**Work instruction:** Go through the records underneath and write each one out again exactly.

Supplied records: Begin

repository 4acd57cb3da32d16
//! Publish event sinks.

use std::sync::Mutex;

use pulse_core::ports::{PublishEventSink, PublishOutcome, PublishRecord};

/// Writes one structured log event per publish attempt.
#[derive(Debug, Default)]
pub struct TracingEventSink;

impl PublishEventSink for TracingEventSink {
    fn record(&self, record: &PublishRecord) {
        match &record.outcome {
            PublishOutcome::Published { external_id } => tracing::info!(
                post_id = %record.post_id,
                outcome = "published",
                external_id = external_id.as_deref().unwrap_or(""),
                at = %record.at,
                "Post published"
            ),
            PublishOutcome::Skipped { reason } => tracing::info!(
                post_id = %record.post_id,
                outcome = "skipped",
                reason = %reason,
                at = %record.at,
                "Post skipped"
            ),
            PublishOutcome::Failed {
                error,
                attempts,
                reverted_to_draft,
            } => tracing::warn!(
                post_id = %record.post_id,
                outcome = "failed",
                error = %error,
                attempts = attempts.unwrap_or_default(),
                reverted_to_draft,
                at = %record.at,
                "Post publish failed"
            ),
        }
    }
}

/// Keeps every record in memory; handy for tests and admin inspection.
#[derive(Debug, Default)]
pub struct RecordingEventSink {
    records: Mutex<Vec<PublishRecord>>,
}

impl RecordingEventSink {
    pub fn new() -> Self {
        Self::default()
    }

    pub fn records(&self) -> Vec<PublishRecord> {
        self.records
            .lock()
            .map(|r| r.clone())
            .unwrap_or_else(|e| e.into_inner().clone())
    }
}

impl PublishEventSink for RecordingEventSink {
    fn record(&self, record: &PublishRecord) {
        let mut records = self.records.lock().unwrap_or_else(|e| e.into_inner());
        records.push(record.clone());
    }
}
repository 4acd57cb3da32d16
//! Rate limiting implementations.

mod memory;

pub use memory::{KeyedRateLimiter, RateLimitConfig};
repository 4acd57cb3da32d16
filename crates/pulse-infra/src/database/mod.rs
//! PostgreSQL persistence via SeaORM.

mod connections;
mod postgres_base;
mod postgres_repo;

pub mod entity;

pub use connections::{DatabaseConfig, connect};
pub use postgres_base::PostgresBaseRepository;
pub use postgres_repo::{
    PostgresAnalyticsRepository, PostgresPostRepository, PostgresUserRepository,
};

#[cfg(test)]
mod tests;
use sea_orm_migration::prelude::*;

use crate::m20250101_000001_create_users::Users;

#[derive(DeriveMigrationName)]
pub struct Migration;

#[async_trait::async_trait]
impl MigrationTrait for Migration {
    async fn up(&self, manager: &SchemaManager) -> Result<(), DbErr> {
        manager
            .create_table(
                Table::create()
                    .table(Posts::Table)
                    .if_not_exists()
                    .col(ColumnDef::new(Posts::Id).uuid().not_null().primary_key())
                    .col(ColumnDef::new(Posts::AuthorId).uuid().not_null())
                    .col(ColumnDef::new(Posts::Title).string_len(500).not_null())
                    .col(ColumnDef::new(Posts::Content).text().not_null())
                    .col(
                        ColumnDef::new(Posts::Status)
                            .text()
                            .not_null()
                            .default("draft"),
                    )
                    .col(ColumnDef::new(Posts::ScheduledAt).timestamp_with_time_zone())
                    .col(ColumnDef::new(Posts::PublishedAt).timestamp_with_time_zone())
                    .col(ColumnDef::new(Posts::ExternalId).string_len(255))
                    .col(ColumnDef::new(Posts::LastError).text())
                    .col(
                        ColumnDef::new(Posts::PublishAttempts)
                            .integer()
                            .not_null()
                            .default(0),
                    )
                    .col(
                        ColumnDef::new(Posts::CreatedAt)
                            .timestamp_with_time_zone()
                            .not_null()
                            .default(Expr::current_timestamp()),
                    )
                    .col(
                        ColumnDef::new(Posts::UpdatedAt)
                            .timestamp_with_time_zone()
                            .not_null()
                            .default(Expr::current_timestamp()),
                    )
                    .foreign_key(
                        ForeignKey::create()
                            .name("fk_posts_author")
                            .from(Posts::Table, Posts::AuthorId)
                            .to(Users::Table, Users::Id)
                            .on_delete(ForeignKeyAction::Cascade)
                            .on_update(ForeignKeyAction::Cascade),
                    )
                    .to_owned(),
            )
            .await?;

        // The scheduler scans on (status, scheduled_at).
        manager
            .create_index(
                Index::create()
                    .name("idx_posts_status_scheduled_at")
                    .table(Posts::Table)
                    .col(Posts::Status)
                    .col(Posts::ScheduledAt)
                    .to_owned(),
            )
            .await?;

        manager
            .create_index(
                Index::create()
                    .name("idx_posts_author")
                    .table(Posts::Table)
                    .col(Posts::AuthorId)
                    .to_owned(),
            )
            .await
    }

    async fn down(&self, manager: &SchemaManager) -> Result<(), DbErr> {
        manager
            .drop_table(Table::drop().table(Posts::Table).to_owned())
            .await
    }
}

#[derive(DeriveIden)]
pub(crate) enum Posts {
    Table,
    Id,
    AuthorId,
    Title,
    Content,
    Status,
    ScheduledAt,
    PublishedAt,
    ExternalId,
    LastError,
    PublishAttempts,
    CreatedAt,
    UpdatedAt,
}
use phonoscreen::application::ports::{DetectorError, PathologyDetector};
use phonoscreen::infrastructure::detectors::PhonationDetector;

use crate::helpers;

use super::write_weights;

fn clf_weights(path: &std::path::Path) {
    write_weights(path, &[("clf.weight", &[1, 6]), ("clf.bias", &[1])]);
}

#[tokio::test]
async fn given_no_age_when_predicting_then_missing_covariate_error() {
    let dir = tempfile::tempdir().expect("tempdir");
    let weights = dir.path().join("phonation_clf.safetensors");
    clf_weights(&weights);

    let clip = dir.path().join("clip.wav");
    std::fs::write(&clip, helpers::wav_bytes(&helpers::sine(150.0, 16_000, 1.0), 16_000))
        .expect("write clip");

    let detector = PhonationDetector::load(&weights).expect("load");
    let result = detector.predict(&clip, None).await;

    assert!(matches!(result, Err(DetectorError::MissingCovariate)));
}

#[tokio::test]
async fn given_voiced_clip_and_age_when_predicting_then_score_is_a_probability() {
    let dir = tempfile::tempdir().expect("tempdir");
    let weights = dir.path().join("phonation_clf.safetensors");
    clf_weights(&weights);

    let clip = dir.path().join("clip.wav");
    std::fs::write(&clip, helpers::wav_bytes(&helpers::sine(150.0, 16_000, 1.0), 16_000))
        .expect("write clip");

    let detector = PhonationDetector::load(&weights).expect("load");
    let score = detector.predict(&clip, Some(63.0)).await.expect("predict");

    assert!(score.is_finite());
    assert!(score > 0.0 && score < 1.0);
}

#[tokio::test]
async fn given_silent_clip_when_predicting_then_feature_error() {
    let dir = tempfile::tempdir().expect("tempdir");
    let weights = dir.path().join("phonation_clf.safetensors");
    clf_weights(&weights);

    let clip = dir.path().join("clip.wav");
    std::fs::write(&clip, helpers::wav_bytes(&vec![0.0f32; 16_000], 16_000))
        .expect("write clip");

    let detector = PhonationDetector::load(&weights).expect("load");
    let result = detector.predict(&clip, Some(63.0)).await;

    assert!(matches!(result, Err(DetectorError::FeatureExtraction(_))));
}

Supplied records: End

**Result of this task:**
repository 4acd57cb3da32d16
//! Publish event sinks.

use std::sync::Mutex;

use pulse_core::ports::{PublishEventSink, PublishOutcome, PublishRecord};

/// Writes one structured log event per publish attempt.
#[derive(Debug, Default)]
pub struct TracingEventSink;

impl PublishEventSink for TracingEventSink {
    fn record(&self, record: &PublishRecord) {
        match &record.outcome {
            PublishOutcome::Published { external_id } => tracing::info!(
                post_id = %record.post_id,
                outcome = "published",
                external_id = external_id.as_deref().unwrap_or(""),
                at = %record.at,
                "Post published"
            ),
            PublishOutcome::Skipped { reason } => tracing::info!(
                post_id = %record.post_id,
                outcome = "skipped",
                reason = %reason,
                at = %record.at,
                "Post skipped"
            ),
            PublishOutcome::Failed {
                error,
                attempts,
                reverted_to_draft,
            } => tracing::warn!(
                post_id = %record.post_id,
                outcome = "failed",
                error = %error,
                attempts = attempts.unwrap_or_default(),
                reverted_to_draft,
                at = %record.at,
                "Post publish failed"
            ),
        }
    }
}

/// Keeps every record in memory; handy for tests and admin inspection.
#[derive(Debug, Default)]
pub struct RecordingEventSink {
    records: Mutex<Vec<PublishRecord>>,
}

impl RecordingEventSink {
    pub fn new() -> Self {
        Self::default()
    }

    pub fn records(&self) -> Vec<PublishRecord> {
        self.records
            .lock()
            .map(|r| r.clone())
            .unwrap_or_else(|e| e.into_inner().clone())
    }
}

impl PublishEventSink for RecordingEventSink {
    fn record(&self, record: &PublishRecord) {
        let mut records = self.records.lock().unwrap_or_else(|e| e.into_inner());
        records.push(record.clone());
    }
}
repository 4acd57cb3da32d16
//! Rate limiting implementations.

mod memory;

pub use memory::{KeyedRateLimiter, RateLimitConfig};
repository 4acd57cb3da32d16
filename crates/pulse-infra/src/database/mod.rs
//! PostgreSQL persistence via SeaORM.

mod connections;
mod postgres_base;
mod postgres_repo;

pub mod entity;

pub use connections::{DatabaseConfig, connect};
pub use postgres_base::PostgresBaseRepository;
pub use postgres_repo::{
    PostgresAnalyticsRepository, PostgresPostRepository, PostgresUserRepository,
};

#[cfg(test)]
mod tests;
use sea_orm_migration::prelude::*;

use crate::m20250101_000001_create_users::Users;

#[derive(DeriveMigrationName)]
pub struct Migration;

#[async_trait::async_trait]
impl MigrationTrait for Migration {
    async fn up(&self, manager: &SchemaManager) -> Result<(), DbErr> {
        manager
            .create_table(
                Table::create()
                    .table(Posts::Table)
                    .if_not_exists()
                    .col(ColumnDef::new(Posts::Id).uuid().not_null().primary_key())
                    .col(ColumnDef::new(Posts::AuthorId).uuid().not_null())
                    .col(ColumnDef::new(Posts::Title).string_len(500).not_null())
                    .col(ColumnDef::new(Posts::Content).text().not_null())
                    .col(
                        ColumnDef::new(Posts::Status)
                            .text()
                            .not_null()
                            .default("draft"),
                    )
                    .col(ColumnDef::new(Posts::ScheduledAt).timestamp_with_time_zone())
                    .col(ColumnDef::new(Posts::PublishedAt).timestamp_with_time_zone())
                    .col(ColumnDef::new(Posts::ExternalId).string_len(255))
                    .col(ColumnDef::new(Posts::LastError).text())
                    .col(
                        ColumnDef::new(Posts::PublishAttempts)
                            .integer()
                            .not_null()
                            .default(0),
                    )
                    .col(
                        ColumnDef::new(Posts::CreatedAt)
                            .timestamp_with_time_zone()
                            .not_null()
                            .default(Expr::current_timestamp()),
                    )
                    .col(
                        ColumnDef::new(Posts::UpdatedAt)
                            .timestamp_with_time_zone()
                            .not_null()
                            .default(Expr::current_timestamp()),
                    )
                    .foreign_key(
                        ForeignKey::create()
                            .name("fk_posts_author")
                            .from(Posts::Table, Posts::AuthorId)
                            .to(Users::Table, Users::Id)
                            .on_delete(ForeignKeyAction::Cascade)
                            .on_update(ForeignKeyAction::Cascade),
                    )
                    .to_owned(),
            )
            .await?;

        // The scheduler scans on (status, scheduled_at).
        manager
            .create_index(
                Index::create()
                    .name("idx_posts_status_scheduled_at")
                    .table(Posts::Table)
                    .col(Posts::Status)
                    .col(Posts::ScheduledAt)
                    .to_owned(),
            )
            .await?;

        manager
            .create_index(
                Index::create()
                    .name("idx_posts_author")
                    .table(Posts::Table)
                    .col(Posts::AuthorId)
                    .to_owned(),
            )
            .await
    }

    async fn down(&self, manager: &SchemaManager) -> Result<(), DbErr> {
        manager
            .drop_table(Table::drop().table(Posts::Table).to_owned())
            .await
    }
}

#[derive(DeriveIden)]
pub(crate) enum Posts {
    Table,
    Id,
    AuthorId,
    Title,
    Content,
    Status,
    ScheduledAt,
    PublishedAt,
    ExternalId,
    LastError,
    PublishAttempts,
    CreatedAt,
    UpdatedAt,
}
use phonoscreen::application::ports::{DetectorError, PathologyDetector};
use phonoscreen::infrastructure::detectors::PhonationDetector;

use crate::helpers;

use super::write_weights;

fn clf_weights(path: &std::path::Path) {
    write_weights(path, &[("clf.weight", &[1, 6]), ("clf.bias", &[1])]);
}

#[tokio::test]
async fn given_no_age_when_predicting_then_missing_covariate_error() {
    let dir = tempfile::tempdir().expect("tempdir");
    let weights = dir.path().join("phonation_clf.safetensors");
    clf_weights(&weights);

    let clip = dir.path().join("clip.wav");
    std::fs::write(&clip, helpers::wav_bytes(&helpers::sine(150.0, 16_000, 1.0), 16_000))
        .expect("write clip");

    let detector = PhonationDetector::load(&weights).expect("load");
    let result = detector.predict(&clip, None).await;

    assert!(matches!(result, Err(DetectorError::MissingCovariate)));
}

#[tokio::test]
async fn given_voiced_clip_and_age_when_predicting_then_score_is_a_probability() {
    let dir = tempfile::tempdir().expect("tempdir");
    let weights = dir.path().join("phonation_clf.safetensors");
    clf_weights(&weights);

    let clip = dir.path().join("clip.wav");
    std::fs::write(&clip, helpers::wav_bytes(&helpers::sine(150.0, 16_000, 1.0), 16_000))
        .expect("write clip");

    let detector = PhonationDetector::load(&weights).expect("load");
    let score = detector.predict(&clip, Some(63.0)).await.expect("predict");

    assert!(score.is_finite());
    assert!(score > 0.0 && score < 1.0);
}

#[tokio::test]
async fn given_silent_clip_when_predicting_then_feature_error() {
    let dir = tempfile::tempdir().expect("tempdir");
    let weights = dir.path().join("phonation_clf.safetensors");
    clf_weights(&weights);

    let clip = dir.path().join("clip.wav");
    std::fs::write(&clip, helpers::wav_bytes(&vec![0.0f32; 16_000], 16_000))
        .expect("write clip");

    let detector = PhonationDetector::load(&weights).expect("load");
    let result = detector.predict(&clip, Some(63.0)).await;

    assert!(matches!(result, Err(DetectorError::FeatureExtraction(_))));
}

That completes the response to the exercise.